Meier returned to Vegas after greasing the wheels for Mike Merhage in Ecuador. Merhage came back to the home office later and explained to Meier how really important this particular project was “from an agency standpoint,” believing Meier knew he was a CIA agent using Toolco as cover. Meier was stunned by the revelation. (Merhage was apparently just a clumsy agent. In Meier’s file on the Ecuadorian situation is a letter from a bemused Ecuadorian official explaining that Merhage “was so obvious” they spotted him as an agent almost immediately.) While Merhage was still in Nevada, he again let Meier in on an agency matter that should have been kept confidential, and this time it proved to be a serious mistake. He gave him a list of American politicians the CIA wanted funded through Hughes. Meier was supposed to act as a courier and give the directive to Hughes, but later the agency would suspect that Meier had retained a copy of the list. He did keep a copy.
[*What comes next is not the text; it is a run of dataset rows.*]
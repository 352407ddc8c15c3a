pub mod event;
pub mod message;
pub mod status;

pub use event::{ChatroomSwitch, ClientFrame, ServerEvent};
pub use message::{Message, MessageType, SYSTEM_SENDER, USER_SENDER};
pub use status::{CurrentSpeaker, DiscussionState, Participant, Status, StatusPatch};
The directive is dated September 2, 1968. It is addressed to H.R.H., with a copy designated for R.M.A.—Robert Maheu Associates—and is headed “Proposed Fund-Support List as Through Local Outlets.” The list reads as follows:

Paul J. Fannin, Arizona

Wilbur D. Mills, Arkansas

Craig Hosmer, California

Robert L. Leggett, California

Gordon L. Allcott, Colorado

J. Herbert Burke, Florida

Hiram L. Fong, Hawaii

Larry Winn Jr., Kansas

Joe D. Waggonner Jr., Louisiana

Gerald R. Ford, Michigan

James O. Eastland, Mississippi

William J. Randall, Missouri

Paul Laxalt, Nevada

Howard W. Cannon, Nevada

Norris Cotton, New Hampshire

James R. Grover, New York

William H. Harsha, Ohio

Frank T. Bow, Ohio

John N. Camp, Oklahoma

Strom Thurmond, South Carolina

Dan H. Kuykendall, Tennessee

James H. Quillen, Tennessee

James M. Collins, Texas

Olin E. Teague, Texas

Omar Burleson, Texas

Abraham Kazen, Texas

John G. Tower, Texas

Wallace F. Bennett, Utah

W. C. Daniel, Virginia

Robert C. Byrd, West Virginia

Vernon W. Thomson, Wisconsin

The depth of CIA influence can be partly measured by the behavior of new, middle-level executives such as Merhage. When he didn’t get a quick enough response to the funding directive, he gave another copy to Meier and this time wrote, “John—am asking for progress,” and signed it. Like he ran the place. Toolco and HAC routinely hired CIA agents who would then be given jobs in other countries.